Pas nécessairement. On est dans le droit des conflits armés. Pour chaque opération militaire, il faudrait vérifier qu’une proportionnalité est respectée. N’est-ce pas excessif par rapport à ce qu’Israël recherche, l’avantage militaire? Selon les informations dont on dispose, il est très difficile de l’établir. Et il y a un autre aspect. Lorsque l’on analyse le conflit au regard du droit international, en général, il n’y a pas uniquement le droit des conflits armés et l’interrogation sur le génocide, il y a aussi l’usage de la force au niveau macro, plus général. C’est la question de savoir si Israël pouvait intervenir militairement à Gaza. L’argument invoqué par Israël est celui de la légitime défense. Israël riposte à une agression armée, les attaques du 7 octobre dernier par le Hamas, avec un objectif de défense. Si on reconnaît le droit d’Israël à la légitime défense, il doit être exercé de manière légale, selon des conditions. L’une d’elles est la proportionnalité. Celle-ci est généralement analysée de manière très quantitative par les Etats dans leur pratique en disant: y a-t-il une disproportion manifeste entre les dommages causés par l’agression armée et les dommages causés par la riposte? Quand cela devient de façon manifeste quantitativement disproportionné, les Etats en concluent qu’il ne s’agit plus d’un exercice légal de la légitime défense. Cela montre que l’objectif poursuivi n’est plus un objectif de protection.

Diriez-vous qu’il y a disproportion entre les 1 200 victimes israéliennes du 7 octobre et les 23 000 victimes palestiniennes depuis trois mois?

Ce sont les Etats qui doivent se prononcer sur cette question. Mais oui, plus il y a de victimes palestiniennes, plus on est face à une opération militaire susceptible d’être disproportionnée, au regard de la pratique des Etats.

Que peut-on attendre de la décision de la Cour internationale de justice?

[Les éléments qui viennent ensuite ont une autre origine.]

// SPDX-License-Identifier: BUSL-1.1
// Copyright (c) 2026 Alfred Jean LLC

//! Labeler manager: six solenoid heads grouped two per category.
//!
//! A group fires in parallel with per-head retry; head failures become
//! `failed_ids` in the outcome rather than errors, and the caller decides
//! policy.

use std::time::Duration;

use futures_util::future::join_all;
use parking_lot::Mutex;
use serde::Serialize;
use tokio::time::Instant;

use crate::actuator::{Actuator, ActuatorStatus, Solenoid};
use crate::error::ActuatorError;
use crate::types::{FruitCategory, LabelingCommand, NUM_LABELERS};

/// Retries after the initial attempt.
const MAX_RETRIES: u32 = 3;
/// Exponential backoff schedule, capped at 4 s.
const BACKOFF_BASE: Duration = Duration::from_secs(1);
const BACKOFF_CAP: Duration = Duration::from_secs(4);
/// Ceiling on the emergency-stop fan-out.
const ESTOP_CEILING: Duration = Duration::from_millis(500);

/// Rolling per-head counters.
#[derive(Debug, Clone, Copy, Default, Serialize)]
pub struct HeadMetrics {
    pub activations: u64,
    pub failures: u64,
    pub cancelled: u64,
    pub total_runtime_s: f64,
    pub cycles: u64,
}

impl HeadMetrics {
    pub fn success_rate(&self) -> f64 {
        let attempts = self.activations + self.failures;
        if attempts == 0 {
            1.0
        } else {
            self.activations as f64 / attempts as f64
        }
    }

    /// Wear estimate in percent: one point per thousand cycles, capped.
    pub fn wear_pct(&self) -> f64 {
        (self.cycles as f64 / 1000.0).min(100.0)
    }
}

/// Result of one group fire.
#[derive(Debug, Clone, Default)]
pub struct GroupFireOutcome {
    pub success_count: usize,
    pub failed_ids: Vec<usize>,
    /// Heads whose hold was cut short by emergency-stop. Accounted
    /// separately from failures.
    pub cancelled_ids: Vec<usize>,
}

impl GroupFireOutcome {
    pub fn all_succeeded(&self) -> bool {
        self.failed_ids.is_empty() && self.cancelled_ids.is_empty()
    }
}

pub struct LabelerManager {
    heads: Vec<Solenoid>,
    metrics: Vec<Mutex<HeadMetrics>>,
}

impl LabelerManager {
    pub fn new(heads: Vec<Solenoid>) -> Self {
        let metrics = heads.iter().map(|_| Mutex::new(HeadMetrics::default())).collect();
        Self { heads, metrics }
    }

    pub fn head_count(&self) -> usize {
        self.heads.len()
    }

    /// Wall-clock ceiling for one head fire: `max(1, min(duration+2, 30))`.
    pub fn head_timeout(duration: Duration) -> Duration {
        Duration::from_secs_f64((duration.as_secs_f64() + 2.0).clamp(1.0, 30.0))
    }

    /// Execute a labeling command, dropping it if its deadline has passed.
    pub async fn execute(&self, command: LabelingCommand) -> Option<GroupFireOutcome> {
        if command.is_stale(Instant::now()) {
            tracing::warn!(group = command.target_group, "stale labeling command dropped");
            return None;
        }
        Some(self.activate_group(command.target_group, command.duration).await)
    }

    /// Fire every head of `group` simultaneously for `duration`.
    ///
    /// Per-head failures are retried with exponential backoff; heads that
    /// still fail land in `failed_ids`. The manager never raises.
    pub async fn activate_group(&self, group: u8, duration: Duration) -> GroupFireOutcome {
        let Some(category) = FruitCategory::from_group(group) else {
            tracing::warn!(group, "fire requested for unknown group");
            return GroupFireOutcome::default();
        };

        let fires = category
            .labeler_ids()
            .iter()
            .filter(|&&id| id < self.heads.len())
            .map(|&id| async move { (id, self.fire_head(id, duration).await) });

        let mut outcome = GroupFireOutcome::default();
        for (id, result) in join_all(fires).await {
            match result {
                Ok(()) => outcome.success_count += 1,
                Err(ActuatorError::Cancelled) => outcome.cancelled_ids.push(id),
                Err(_) => outcome.failed_ids.push(id),
            }
        }
        outcome
    }

    /// One head: initial attempt plus up to three retries, each bounded by
    /// the per-head wall-clock timeout.
    async fn fire_head(&self, id: usize, duration: Duration) -> Result<(), ActuatorError> {
        let ceiling = Self::head_timeout(duration);
        let mut backoff = BACKOFF_BASE;

        for attempt in 0..=MAX_RETRIES {
            let result = match tokio::time::timeout(ceiling, self.heads[id].activate(duration, 100.0))
                .await
            {
                Ok(r) => r,
                // The dropped hold released via its guard; treat as a failure.
                Err(_) => Err(ActuatorError::Hal(crate::error::HalError::NotReady(
                    "head fire timed out".to_owned(),
                ))),
            };

            {
                let mut m = self.metrics[id].lock();
                m.cycles += 1;
                match &result {
                    Ok(()) => {
                        m.activations += 1;
                        m.total_runtime_s += duration.as_secs_f64();
                    }
                    Err(ActuatorError::Cancelled) => m.cancelled += 1,
                    Err(_) => m.failures += 1,
                }
            }

            match result {
                Ok(()) => return Ok(()),
                // A cut-short hold is final; it must not re-fire.
                Err(ActuatorError::Cancelled) => return Err(ActuatorError::Cancelled),
                Err(e) if attempt == MAX_RETRIES => return Err(e),
                Err(e) => {
                    tracing::debug!(head = id, attempt, err = %e, "head fire failed, retrying");
                    tokio::time::sleep(backoff).await;
                    backoff = (backoff * 2).min(BACKOFF_CAP);
                }
            }
        }
        Err(ActuatorError::Busy)
    }

    /// Dispatch deactivate to every head concurrently; returns once all have
    /// released or the 500 ms ceiling elapses.
    pub async fn emergency_stop_all(&self) {
        let releases = self.heads.iter().map(|head| head.deactivate());
        if tokio::time::timeout(ESTOP_CEILING, join_all(releases)).await.is_err() {
            tracing::warn!("labeler emergency stop exceeded the release ceiling");
        }
    }

    pub fn head_status(&self, id: usize) -> Option<ActuatorStatus> {
        self.heads.get(id).map(|h| h.status())
    }

    pub fn head_metrics(&self, id: usize) -> Option<HeadMetrics> {
        self.metrics.get(id).map(|m| *m.lock())
    }

    /// Snapshot every head for the API.
    pub fn snapshot(&self) -> Vec<(ActuatorStatus, HeadMetrics)> {
        (0..self.heads.len())
            .map(|id| (self.heads[id].status(), *self.metrics[id].lock()))
            .collect()
    }

    /// Any head currently energised.
    pub fn any_active(&self) -> bool {
        self.heads.iter().any(|h| h.is_active())
    }
}

/// Build the full six-head bank from sequential pins.
pub fn build_heads(
    hal: &crate::hal::Hal,
    base_pin: u8,
) -> Result<Vec<Solenoid>, crate::error::HalError> {
    (0..NUM_LABELERS as u8)
        .map(|i| hal.digital_out(base_pin + i, true).map(Solenoid::new))
        .collect()
}

#[cfg(test)]
#[path = "labeler_tests.rs"]
mod tests;
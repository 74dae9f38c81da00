// SPDX-License-Identifier: BUSL-1.1
// Copyright (c) 2026 Alfred Jean LLC

//! Hobby-servo driver over 50 Hz PWM.
//!
//! Pulse width is `1.0ms + angle/180 * 1.0ms`; PWM is disabled after each
//! motion to cut holding jitter.

use std::sync::atomic::{AtomicBool, Ordering};
use std::time::Duration;

use parking_lot::Mutex;
use tokio::time::Instant;

use crate::actuator::{ActuatorKind, ActuatorStatus};
use crate::error::ActuatorError;
use crate::hal::PwmOut;

/// PWM carrier frequency for hobby servos.
pub const SERVO_PWM_HZ: f64 = 50.0;

/// Degrees per second the horn is assumed to sweep (60° per 0.2 s).
const SWEEP_RATE_DEG_PER_S: f64 = 300.0;
/// Settling time added to every motion.
const SETTLE: Duration = Duration::from_millis(100);

pub struct Servo {
    pwm: PwmOut,
    current_angle: Mutex<f64>,
    moving: AtomicBool,
    last_fire: Mutex<Option<Instant>>,
}

impl Servo {
    pub fn new(pwm: PwmOut, initial_angle: f64) -> Self {
        Self {
            pwm,
            current_angle: Mutex::new(initial_angle),
            moving: AtomicBool::new(false),
            last_fire: Mutex::new(None),
        }
    }

    pub fn pin(&self) -> u8 {
        self.pwm.pin()
    }

    pub fn current_angle(&self) -> f64 {
        *self.current_angle.lock()
    }

    /// Duty cycle (percent) holding the horn at `angle` degrees.
    pub fn angle_to_duty(angle: f64) -> f64 {
        let angle = angle.clamp(0.0, 180.0);
        let pulse_ms = 1.0 + angle / 180.0;
        let period_ms = 1000.0 / SERVO_PWM_HZ;
        pulse_ms / period_ms * 100.0
    }

    /// Time budget for a sweep from `from` to `to` degrees.
    pub fn motion_time(from: f64, to: f64) -> Duration {
        Duration::from_secs_f64((to - from).abs() / SWEEP_RATE_DEG_PER_S) + SETTLE
    }

    /// Sweep the horn to `angle`, bounded by the motion-time budget, then
    /// cut PWM.
    pub async fn move_to(&self, angle: f64) -> Result<(), ActuatorError> {
        if self.moving.swap(true, Ordering::AcqRel) {
            return Err(ActuatorError::Busy);
        }
        let result = self.move_inner(angle).await;
        self.moving.store(false, Ordering::Release);
        result
    }

    async fn move_inner(&self, angle: f64) -> Result<(), ActuatorError> {
        let angle = angle.clamp(0.0, 180.0);
        let from = *self.current_angle.lock();
        self.pwm.set_duty(Self::angle_to_duty(angle))?;
        *self.last_fire.lock() = Some(Instant::now());

        tokio::time::sleep(Self::motion_time(from, angle)).await;

        *self.current_angle.lock() = angle;
        self.pwm.stop()?;
        Ok(())
    }

    /// Emergency path: cut PWM immediately, wherever the horn is.
    pub async fn deactivate(&self) -> Result<(), ActuatorError> {
        self.pwm.stop()?;
        self.moving.store(false, Ordering::Release);
        Ok(())
    }

    pub fn status(&self) -> ActuatorStatus {
        ActuatorStatus {
            kind: ActuatorKind::Servo,
            active: self.moving.load(Ordering::Acquire),
            last_fire_ts: *self.last_fire.lock(),
        }
    }
}

#[cfg(test)]
#[path = "servo_tests.rs"]
mod tests;
// SPDX-License-Identifier: BUSL-1.1
// Copyright (c) 2026 Alfred Jean LLC

//! Inference worker: one OS thread owning one model instance.
//!
//! Workers are isolated: a crash or timeout in one is reported as a
//! per-request failure and the worker rebuilds itself; the others continue.

use std::collections::VecDeque;
use std::sync::atomic::{AtomicBool, AtomicU32, AtomicU64, Ordering};
use std::sync::Arc;
use std::time::{Duration, Instant};

use parking_lot::Mutex;

use crate::config::AiModelSettings;
use crate::detection::cache::DedupCache;
use crate::detection::model::ModelFactory;
use crate::detection::queue::{QueuedRequest, RequestQueue};
use crate::error::DetectionError;
use crate::hal::Frame;
use crate::metrics::epoch_ms;
use crate::types::{AnalysisTiming, Detection, FrameAnalysis};

/// Consecutive errors before a worker rebuilds its model from scratch.
const MAX_CONSECUTIVE_ERRORS: u32 = 5;
/// Queue poll interval; doubles as the heartbeat cadence when idle.
const POP_TIMEOUT: Duration = Duration::from_millis(100);
/// Adaptive-threshold review interval.
const ADAPT_INTERVAL: Duration = Duration::from_secs(300);
const ADAPT_STEP: f64 = 0.05;
const ADAPT_MIN: f64 = 0.3;
const ADAPT_MAX: f64 = 0.9;
/// Throughput target for the adaptive threshold, frames per second.
const TARGET_FPS: f64 = 10.0;
/// Sliding window for the FPS measurement.
const FPS_WINDOW: Duration = Duration::from_secs(60);

/// Counters shared between a worker thread and the service.
pub struct WorkerStats {
    pub id: usize,
    busy: AtomicBool,
    model_ready: AtomicBool,
    processed: AtomicU64,
    errors: AtomicU64,
    consecutive_errors: AtomicU32,
    rebuilds: AtomicU32,
    last_heartbeat_ms: AtomicU64,
    confidence_threshold: Mutex<f64>,
    recent_frames: Mutex<VecDeque<Instant>>,
}

impl WorkerStats {
    pub fn new(id: usize, confidence_threshold: f64) -> Self {
        Self {
            id,
            busy: AtomicBool::new(false),
            model_ready: AtomicBool::new(false),
            processed: AtomicU64::new(0),
            errors: AtomicU64::new(0),
            consecutive_errors: AtomicU32::new(0),
            rebuilds: AtomicU32::new(0),
            last_heartbeat_ms: AtomicU64::new(0),
            confidence_threshold: Mutex::new(confidence_threshold),
            recent_frames: Mutex::new(VecDeque::new()),
        }
    }

    pub fn is_busy(&self) -> bool {
        self.busy.load(Ordering::Acquire)
    }

    pub fn is_model_ready(&self) -> bool {
        self.model_ready.load(Ordering::Acquire)
    }

    pub fn processed(&self) -> u64 {
        self.processed.load(Ordering::Relaxed)
    }

    pub fn errors(&self) -> u64 {
        self.errors.load(Ordering::Relaxed)
    }

    pub fn rebuilds(&self) -> u32 {
        self.rebuilds.load(Ordering::Relaxed)
    }

    pub fn confidence_threshold(&self) -> f64 {
        *self.confidence_threshold.lock()
    }

    /// Milliseconds since the worker last reported in.
    pub fn heartbeat_age_ms(&self) -> u64 {
        epoch_ms().saturating_sub(self.last_heartbeat_ms.load(Ordering::Relaxed))
    }

    fn heartbeat(&self) {
        self.last_heartbeat_ms.store(epoch_ms(), Ordering::Relaxed);
    }

    /// Measured throughput over the sliding window.
    pub fn fps(&self) -> f64 {
        let window = self.recent_frames.lock();
        if window.len() < 2 {
            return 0.0;
        }
        let span = window
            .back()
            .zip(window.front())
            .map(|(newest, oldest)| newest.duration_since(*oldest))
            .unwrap_or_default();
        if span.is_zero() {
            0.0
        } else {
            (window.len() - 1) as f64 / span.as_secs_f64()
        }
    }

    fn record_frame(&self) {
        let now = Instant::now();
        let mut window = self.recent_frames.lock();
        window.push_back(now);
        while let Some(front) = window.front() {
            if now.duration_since(*front) > FPS_WINDOW {
                window.pop_front();
            } else {
                break;
            }
        }
    }
}

/// Spawn one worker thread. Returns its join handle.
pub fn spawn_worker(
    settings: AiModelSettings,
    queue: Arc<RequestQueue>,
    cache: Arc<DedupCache>,
    factory: ModelFactory,
    shutdown: Arc<AtomicBool>,
    stats: Arc<WorkerStats>,
) -> std::thread::JoinHandle<()> {
    std::thread::Builder::new()
        .name(format!("inference-{}", stats.id))
        .spawn(move || run(settings, queue, cache, factory, shutdown, stats))
        .unwrap_or_else(|e| {
            // Thread spawn failure is unrecoverable resource exhaustion.
            tracing::error!(err = %e, "failed to spawn inference worker");
            std::thread::spawn(|| {})
        })
}

fn run(
    settings: AiModelSettings,
    queue: Arc<RequestQueue>,
    cache: Arc<DedupCache>,
    factory: ModelFactory,
    shutdown: Arc<AtomicBool>,
    stats: Arc<WorkerStats>,
) {
    let mut model = match factory() {
        Ok(m) => {
            stats.heartbeat();
            stats.model_ready.store(true, Ordering::Release);
            tracing::info!(worker = stats.id, "model loaded");
            m
        }
        Err(e) => {
            tracing::error!(worker = stats.id, err = %e, "model load failed");
            return;
        }
    };
    let mut last_adapt = Instant::now();

    loop {
        stats.heartbeat();
        if shutdown.load(Ordering::Acquire) {
            break;
        }

        let Some(request) = queue.pop_blocking(POP_TIMEOUT) else {
            if settings.adaptive_threshold && last_adapt.elapsed() >= ADAPT_INTERVAL {
                adapt_threshold(&stats);
                last_adapt = Instant::now();
            }
            continue;
        };

        // Stale requests are not worth the inference.
        if request.enqueued_at.elapsed() > request.deadline {
            let _ = request
                .reply
                .send(Err(DetectionError::Timeout(request.deadline.as_secs_f64())));
            continue;
        }

        // Another worker may have finished an identical frame since this one
        // was enqueued.
        if let Some(hit) = cache.get(&request.frame_hash) {
            let _ = request.reply.send(Ok(hit));
            continue;
        }

        stats.busy.store(true, Ordering::Release);
        let threshold = stats.confidence_threshold();
        let result = process_frame(model.as_mut(), &request, threshold);
        stats.busy.store(false, Ordering::Release);

        match result {
            Ok(analysis) => {
                stats.consecutive_errors.store(0, Ordering::Relaxed);
                stats.processed.fetch_add(1, Ordering::Relaxed);
                stats.record_frame();
                cache.put(request.frame_hash.clone(), analysis.clone());
                let _ = request.reply.send(Ok(analysis));
            }
            Err(e) => {
                stats.errors.fetch_add(1, Ordering::Relaxed);
                let consecutive = stats.consecutive_errors.fetch_add(1, Ordering::Relaxed) + 1;
                tracing::warn!(worker = stats.id, consecutive, err = %e, "inference failed");
                // A genuine failure is not a deadline miss; keep the two
                // distinguishable for the operator.
                let _ = request
                    .reply
                    .send(Err(DetectionError::Unavailable(format!("inference failed: {e}"))));

                if consecutive >= MAX_CONSECUTIVE_ERRORS {
                    match rebuild(&factory, &stats) {
                        Some(fresh) => model = fresh,
                        None => break,
                    }
                }
            }
        }
    }
    tracing::info!(worker = stats.id, "inference worker stopped");
}

/// Reload the model from scratch after repeated failures.
fn rebuild(
    factory: &ModelFactory,
    stats: &WorkerStats,
) -> Option<Box<dyn crate::detection::model::VisionModel>> {
    stats.model_ready.store(false, Ordering::Release);
    tracing::warn!(worker = stats.id, "worker unhealthy, rebuilding model");
    match factory() {
        Ok(model) => {
            stats.model_ready.store(true, Ordering::Release);
            stats.consecutive_errors.store(0, Ordering::Relaxed);
            stats.rebuilds.fetch_add(1, Ordering::Relaxed);
            Some(model)
        }
        Err(e) => {
            tracing::error!(worker = stats.id, err = %e, "model rebuild failed, worker exiting");
            None
        }
    }
}

fn process_frame(
    model: &mut dyn crate::detection::model::VisionModel,
    request: &QueuedRequest,
    confidence_threshold: f64,
) -> anyhow::Result<FrameAnalysis> {
    let start_total = Instant::now();

    let start_preprocess = Instant::now();
    let (lighting_score, blur_score) = frame_quality(&request.frame);
    let preprocess_ms = start_preprocess.elapsed().as_secs_f64() * 1000.0;

    let start_inference = Instant::now();
    let raw = std::panic::catch_unwind(std::panic::AssertUnwindSafe(|| {
        model.predict(&request.frame, confidence_threshold)
    }))
    .map_err(|_| anyhow::anyhow!("model panicked"))??;
    let inference_ms = start_inference.elapsed().as_secs_f64() * 1000.0;

    let start_postprocess = Instant::now();
    let detections: Vec<Detection> = raw
        .into_iter()
        .map(|r| {
            Detection::from_raw(
                r.class_id,
                r.confidence,
                r.bbox,
                request.frame.width,
                request.frame.height,
            )
        })
        .collect();
    let quality = FrameAnalysis::grade(&detections, lighting_score, blur_score);
    let postprocess_ms = start_postprocess.elapsed().as_secs_f64() * 1000.0;

    Ok(FrameAnalysis {
        frame_id: request.request_id,
        frame_hash: request.frame_hash.clone(),
        fruit_count: detections.len(),
        detections,
        timing: AnalysisTiming {
            preprocess_ms,
            inference_ms,
            postprocess_ms,
            total_ms: start_total.elapsed().as_secs_f64() * 1000.0,
        },
        quality,
        frame_shape: (request.frame.width, request.frame.height),
        lighting_score,
        blur_score,
    })
}

/// Lighting and blur proxies from the raw bytes. Deterministic so identical
/// frames analyse identically.
fn frame_quality(frame: &Frame) -> (f64, f64) {
    if frame.data.is_empty() {
        return (0.0, 0.0);
    }
    let n = frame.data.len() as f64;
    let mean = frame.data.iter().map(|&b| b as f64).sum::<f64>() / n;
    let variance = frame.data.iter().map(|&b| (b as f64 - mean).powi(2)).sum::<f64>() / n;

    // Best lighting at mid exposure; sharpness proxied by local contrast.
    let lighting = 1.0 - (mean / 255.0 - 0.5).abs() * 2.0;
    let blur = (variance.sqrt() / 80.0).min(1.0);
    (lighting, blur)
}

/// Nudge the confidence threshold to keep throughput near the target,
/// within fixed bounds. Per-worker; does not change the request contract.
fn adapt_threshold(stats: &WorkerStats) {
    let fps = stats.fps();
    if fps == 0.0 {
        return;
    }
    let mut threshold = stats.confidence_threshold.lock();
    let before = *threshold;
    if fps < TARGET_FPS * 0.8 {
        *threshold = (*threshold + ADAPT_STEP).min(ADAPT_MAX);
    } else if fps > TARGET_FPS * 1.2 {
        *threshold = (*threshold - ADAPT_STEP).max(ADAPT_MIN);
    }
    if (*threshold - before).abs() > f64::EPSILON {
        tracing::info!(
            worker = stats.id,
            fps,
            from = before,
            to = *threshold,
            "adaptive confidence threshold adjusted"
        );
    }
}

#[cfg(test)]
#[path = "worker_tests.rs"]
mod tests;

La requête de l’Afrique du Sud vise à établir la responsabilité d’Israël pour génocide. Elle vise l’Etat. Ici, on n’aurait pas trop de difficultés à dire que les actes matériels cités sont attribuables à l’Etat, en l’occurrence Israël si l’intention génocidaire est établie. Ce qui est très intéressant, c’est qu’on n’est pas au niveau du fond de l’affaire. La Cour ne vérifiera pas s’il y a génocide ou pas. On est au niveau de mesures conservatoires. La Cour peut en adopter et notamment exiger d’Israël certaines dispositions, en attendant de régler le litige. La Cour doit donc vérifier si elle est vraisemblablement compétente. Ce n’est pas difficile: une clause de la Convention sur le génocide dit qu’en cas de différend au sujet de l’interprétation ou de l’application de la convention, les parties reconnaissent que la Cour internationale de justice est compétente. Or, Israël et l’Afrique du Sud ont adhéré à la convention. Ensuite, quelles sont les mesures que l’Afrique du Sud va obtenir? L’Afrique du Sud a demandé à ce que la Cour ordonne à Israël l’arrêt des opérations militaires. La Cour internationale de justice avait ordonné ce type de mesure dans une affaire entre l’Ukraine et la Russie. Moscou ne l’a pas respectée. Mais si le pays ne la respecte pas, c’est une violation du droit international.

Il n’est pas du tout sûr qu’Israël l’appliquerait. Mais cela ajouterait une pression politique supplémentaire?

C’est effectivement une pression diplomatique très forte. De plus, la requête est portée par un Etat africain, pas par un pays arabe… La Convention pour la prévention et la répression du crime de génocide concerne tous les Etats du monde. N’importe lequel a ainsi un intérêt juridique à agir devant cette juridiction pour demander son respect, même s’il n’est pas directement affecté par le génocide, ce qui est le cas de l’Afrique du Sud.